▸ Exercise:
Quote precisely the final stretch of the listing: start at the line containing "assert_eq!(c.0, vec![0, 1, 3, 5, 0, 0, 0, 13]);" and stop after the last line.
··· Exercise inputs ···
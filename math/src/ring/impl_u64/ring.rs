use crate::CHUNK;
use crate::dft::DFT;
use crate::dft::ntt::Table;
use crate::error::MathError;
use crate::modulus::barrett::Barrett;
use crate::modulus::montgomery::Montgomery;
use crate::modulus::prime::Prime;
use crate::modulus::{BARRETT, ONCE, REDUCEMOD, VectorOperations};
use crate::poly::Poly;
use crate::ring::Ring;

impl Ring<u64> {
    /// Returns the ring Z_q[X]/(X^n+1).
    /// Fails if n is not a power of two >= 2, if q is not prime
    /// or if q != 1 mod 2n.
    pub fn new(n: usize, q: u64) -> Result<Self, MathError> {
        if n < 2 || n & (n - 1) != 0 {
            return Err(MathError::NotPowerOfTwo { value: n as u64 });
        }
        let prime: Prime<u64> = Prime::<u64>::new(q)?;
        let dft: Table<u64> = Table::<u64>::new(prime.clone(), (n << 1) as u64)?;
        Ok(Self {
            n,
            modulus: prime,
            dft,
        })
    }

    pub fn q(&self) -> u64 {
        self.modulus.q()
    }
}

impl Ring<u64> {
    pub fn ntt_inplace<const LAZY: bool>(&self, poly: &mut Poly<u64>) {
        match LAZY {
            true => self.dft.forward_inplace_lazy(&mut poly.0),
            false => self.dft.forward_inplace(&mut poly.0),
        }
    }

    pub fn intt_inplace<const LAZY: bool>(&self, poly: &mut Poly<u64>) {
        match LAZY {
            true => self.dft.backward_inplace_lazy(&mut poly.0),
            false => self.dft.backward_inplace(&mut poly.0),
        }
    }

    pub fn ntt<const LAZY: bool>(&self, poly_in: &Poly<u64>, poly_out: &mut Poly<u64>) {
        poly_out.copy_from(poly_in);
        self.ntt_inplace::<LAZY>(poly_out);
    }

    pub fn intt<const LAZY: bool>(&self, poly_in: &Poly<u64>, poly_out: &mut Poly<u64>) {
        poly_out.copy_from(poly_in);
        self.intt_inplace::<LAZY>(poly_out);
    }
}

impl Ring<u64> {

    #[inline(always)]
    pub fn add<const REDUCE: REDUCEMOD>(&self, a: &Poly<u64>, b: &Poly<u64>, c: &mut Poly<u64>) {
        debug_assert!(a.n() == self.n(), "a.n()={} != n={}", a.n(), self.n());
        debug_assert!(b.n() == self.n(), "b.n()={} != n={}", b.n(), self.n());
        debug_assert!(c.n() == self.n(), "c.n()={} != n={}", c.n(), self.n());
        self.modulus
            .va_add_vb_into_vc::<CHUNK, REDUCE>(&a.0, &b.0, &mut c.0);
    }

    #[inline(always)]
    pub fn sub<const BRANGE: u8, const REDUCE: REDUCEMOD>(
        &self,
        a: &Poly<u64>,
        b: &Poly<u64>,
        c: &mut Poly<u64>,
    ) {
        debug_assert!(a.n() == self.n(), "a.n()={} != n={}", a.n(), self.n());
        debug_assert!(b.n() == self.n(), "b.n()={} != n={}", b.n(), self.n());
        debug_assert!(c.n() == self.n(), "c.n()={} != n={}", c.n(), self.n());
        self.modulus
            .va_sub_vb_into_vc::<CHUNK, BRANGE, REDUCE>(&a.0, &b.0, &mut c.0);
    }

    #[inline(always)]
    pub fn neg_inplace<const ARANGE: u8, const REDUCE: REDUCEMOD>(&self, a: &mut Poly<u64>) {
        debug_assert!(a.n() == self.n(), "a.n()={} != n={}", a.n(), self.n());
        self.modulus
            .va_neg_into_va::<CHUNK, ARANGE, REDUCE>(&mut a.0);
    }

    /// Assigns a * b to c, where b is any u64 scalar.
    #[inline(always)]
    pub fn mul_scalar<const REDUCE: REDUCEMOD>(&self, a: &Poly<u64>, b: &u64, c: &mut Poly<u64>) {
        debug_assert!(a.n() == self.n(), "a.n()={} != n={}", a.n(), self.n());
        debug_assert!(c.n() == self.n(), "c.n()={} != n={}", c.n(), self.n());
        let b_barrett: Barrett<u64> = self
            .modulus
            .barrett
            .prepare(self.modulus.barrett.reduce::<BARRETT>(b));
        self.modulus
            .va_mul_sb_barrett_into_vc::<CHUNK, REDUCE>(&a.0, &b_barrett, &mut c.0);
    }

    /// Assigns a * b to c coefficient-wise. Inputs are expected in the NTT domain.
    pub fn mul_ntt<const REDUCE: REDUCEMOD>(&self, a: &Poly<u64>, b: &Poly<u64>, c: &mut Poly<u64>) {
        debug_assert!(a.n() == self.n(), "a.n()={} != n={}", a.n(), self.n());
        debug_assert!(b.n() == self.n(), "b.n()={} != n={}", b.n(), self.n());
        debug_assert!(c.n() == self.n(), "c.n()={} != n={}", c.n(), self.n());
        let mut b_mont: Poly<Montgomery<u64>> = Poly::new(self.n());
        self.modulus
            .va_prepare_montgomery_into_vb::<CHUNK, ONCE>(&b.0, &mut b_mont.0);
        self.modulus
            .va_mul_vb_montgomery_into_vc::<CHUNK, REDUCE>(&a.0, &b_mont.0, &mut c.0);
    }

    /// Assigns the negacyclic product a * b mod X^n+1 to c.
    /// Inputs and output are in the coefficient domain.
    pub fn mul_negacyclic(&self, a: &Poly<u64>, b: &Poly<u64>, c: &mut Poly<u64>) {
        let mut a_ntt: Poly<u64> = self.new_poly();
        let mut b_ntt: Poly<u64> = self.new_poly();
        self.ntt::<false>(a, &mut a_ntt);
        self.ntt::<false>(b, &mut b_ntt);
        c.resize(self.n());
        self.mul_ntt::<ONCE>(&a_ntt, &b_ntt, c);
        self.intt_inplace::<false>(c);
    }
}

#[cfg(test)]
mod tests {
    use super::*;

    fn schoolbook(a: &[u64], b: &[u64], q: u64) -> Vec<u64> {
        let n: usize = a.len();
        let mut c: Vec<u128> = vec![0; n];
        for i in 0..n {
            for j in 0..n {
                let p: u128 = a[i] as u128 * b[j] as u128 % q as u128;
                if i + j < n {
                    c[i + j] = (c[i + j] + p) % q as u128;
                } else {
                    c[i + j - n] = (c[i + j - n] + q as u128 - p) % q as u128;
                }
            }
        }
        c.into_iter().map(|x| x as u64).collect()
    }

    #[test]
    fn negacyclic_product() {
        let q: u64 = 12289;
        let ring: Ring<u64> = Ring::new(32, q).unwrap();
        let a: Poly<u64> = Poly((0..32u64).map(|i| (i * i + 1) % q).collect());
        let b: Poly<u64> = Poly((0..32u64).map(|i| (5 * i + 7) % q).collect());
        let mut c: Poly<u64> = ring.new_poly();
        ring.mul_negacyclic(&a, &b, &mut c);
        assert_eq!(c.0, schoolbook(&a.0, &b.0, q));
    }

    #[test]
    fn new_rejects_invalid_parameters() {
        assert_eq!(Ring::new(12, 97), Err(MathError::NotPowerOfTwo { value: 12 }));
        assert_eq!(Ring::new(8, 91), Err(MathError::NotPrime { q: 91 }));
        assert_eq!(
            Ring::new(32, 97),
            Err(MathError::NotNttFriendly { q: 97, nth_root: 64 })
        );
    }

    #[test]
    fn add_sub_neg_scalar() {
        let q: u64 = 97;
        let ring: Ring<u64> = Ring::new(8, q).unwrap();
        let a: Poly<u64> = Poly(vec![1, 2, 3, 4, 96, 95, 0, 50]);
        let b: Poly<u64> = Poly(vec![96, 96, 0, 1, 1, 2, 0, 60]);
        let mut c: Poly<u64> = ring.new_poly();

        ring.add::<ONCE>(&a, &b, &mut c);
        assert_eq!(c.0, vec![0, 1, 3, 5, 0, 0, 0, 13]);

        ring.sub::<1, ONCE>(&a, &b, &mut c);
        assert_eq!(c.0, vec![2, 3, 3, 3, 95, 93, 0, 87]);

        ring.neg_inplace::<1, ONCE>(&mut c);
        assert_eq!(c.0, vec![95, 94, 94, 94, 2, 4, 0, 10]);

        ring.mul_scalar::<ONCE>(&a, &(97 + 3), &mut c);
        assert_eq!(c.0, vec![3, 6, 9, 12, 94, 91, 0, 53]);
    }
}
···
▸ Your response:
        assert_eq!(c.0, vec![0, 1, 3, 5, 0, 0, 0, 13]);

        ring.sub::<1, ONCE>(&a, &b, &mut c);
        assert_eq!(c.0, vec![2, 3, 3, 3, 95, 93, 0, 87]);

        ring.neg_inplace::<1, ONCE>(&mut c);
        assert_eq!(c.0, vec![95, 94, 94, 94, 2, 4, 0, 10]);

        ring.mul_scalar::<ONCE>(&a, &(97 + 3), &mut c);
        assert_eq!(c.0, vec![3, 6, 9, 12, 94, 91, 0, 53]);
    }
}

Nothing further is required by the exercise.